Characterizing Watson–Crick versus Hoogsteen Base Pairing in a DNA–Protein Complex Using Nuclear Magnetic Resonance and Site-Specifically ¹³C- and ¹⁵N‑Labeled DNA

A­(syn)-T and G­(syn)-C⁺ Hoogsteen base pairs in protein-bound DNA duplexes can be difficult to resolve by X-ray crystallography due to ambiguous electron density and by nuclear magnetic resonance (NMR) spectroscopy due to poor chemical shift dispersion and size limitations with solution-state NMR spectroscopy. Here we describe an NMR strategy for characterizing Hoogsteen base pairs in protein–DNA complexes, which relies on site-specifically incorporating ¹³C- and ¹⁵N-labeled nucleotides into DNA duplexes for unambiguous resonance assignment and to improve spectral resolution. The approach was used to resolve the conformation of an A-T base pair in a crystal structure of an ∼43 kDa complex between a 34 bp duplex DNA and the integration host factor (IHF) protein.
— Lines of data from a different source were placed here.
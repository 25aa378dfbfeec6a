use crate::config::EngineConfig;
use crate::models::{Candle, CandleSeries};

/// 2024-01-15T12:00:00Z
pub const BASE_TIME: i64 = 1_705_320_000;

/// Create candles from (open, high, low, close) tuples with auto-incrementing 1m timestamps.
pub fn make_candles(data: &[(f64, f64, f64, f64)]) -> CandleSeries {
    let candles: Vec<Candle> = data
        .iter()
        .enumerate()
        .map(|(i, &(o, h, l, c))| Candle {
            time: BASE_TIME + i as i64 * 60,
            open: o,
            high: h,
            low: l,
            close: c,
            volume: 100.0,
        })
        .collect();

    CandleSeries::new(candles)
}

/// Create n rising (bullish) candles starting from `start` price.
pub fn make_bullish_trend(n: usize, start: f64) -> CandleSeries {
    let data: Vec<_> = (0..n)
        .map(|i| {
            let open = start + i as f64 * 10.0;
            let close = open + 8.0;
            (open, close + 2.0, open - 1.0, close)
        })
        .collect();
    make_candles(&data)
}

/// Rows of a bullish structure: the low at 4 confirms when the high at 2 is
/// taken, the high at 9 confirms when the pullback low at 8 is taken, and
/// candle 12 closes above 9 for a break of structure.
pub const BULLISH_STRUCTURE: [(f64, f64, f64, f64); 13] = [
    (100.0, 102.0, 99.0, 101.0),   // 0
    (101.0, 106.0, 100.0, 105.0),  // 1
    (105.0, 110.0, 104.0, 109.0),  // 2 high
    (109.0, 109.5, 102.0, 103.0),  // 3
    (103.0, 104.0, 98.0, 99.0),    // 4 low
    (99.0, 106.0, 98.5, 105.5),    // 5
    (105.5, 112.0, 105.0, 111.5),  // 6 takes 110
    (111.5, 115.0, 111.0, 114.5),  // 7
    (114.5, 114.8, 108.0, 108.5),  // 8 pullback low
    (108.5, 118.0, 108.0, 117.5),  // 9 high
    (117.5, 117.8, 106.0, 107.0),  // 10 takes 108
    (107.0, 110.0, 105.0, 109.5),  // 11 low
    (109.5, 119.0, 109.0, 118.5),  // 12 closes above 118
];

pub fn make_bullish_structure() -> CandleSeries {
    make_candles(&BULLISH_STRUCTURE)
}

/// The bullish structure followed by an inside bar and a close below the
/// low at 11: a change of character at 14.
pub fn make_choch_structure() -> CandleSeries {
    let mut rows = BULLISH_STRUCTURE.to_vec();
    rows.push((118.5, 118.8, 112.0, 113.0)); // 13 inside 12
    rows.push((113.0, 113.5, 103.0, 104.0)); // 14 closes below 105
    make_candles(&rows)
}

/// A high at 2 leaves a bearish gap (2 -> 4), price returns to the zone
/// at 6 and falls to the low at 0 on 7.
pub const SUPPLY_ROWS: [(f64, f64, f64, f64); 8] = [
    (100.0, 101.0, 99.0, 100.5),  // 0 low
    (100.5, 103.0, 100.0, 102.5), // 1
    (107.0, 110.0, 106.0, 107.5), // 2 high
    (107.5, 108.0, 100.0, 100.5), // 3
    (100.5, 104.0, 99.0, 99.5),   // 4 gap below 106
    (99.5, 103.0, 99.2, 102.5),   // 5
    (102.5, 106.5, 102.0, 105.5), // 6 back into the zone
    (105.5, 106.0, 97.0, 97.5),   // 7 through 99
];

/// Engine config with every POI type tradable and a low RR floor.
pub fn default_test_config() -> EngineConfig {
    EngineConfig {
        min_rr: 0.5,
        show_hidden_swings: true,
        show_fake_breaks: true,
        ..EngineConfig::default().with_all_trades()
    }
}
In the crystal structure (Protein Data Bank entry 1IHF), this base pair adopts an unusual Hoogsteen conformation with a distorted sugar backbone that is accommodated by a nearby nick used to aid in crystallization. The NMR chemical shifts and interproton nuclear Overhauser effects indicate that this base pair predominantly adopts a Watson–Crick conformation in the intact DNA–IHF complex under solution conditions. Consistent with these NMR findings, substitution of 7-deazaadenine at this base pair resulted in only a small (∼2-fold) decrease in the IHF–DNA binding affinity. The NMR strategy provides a new approach for resolving crystallographic ambiguity and more generally for studying the structure and dynamics of protein–DNA complexes in solution.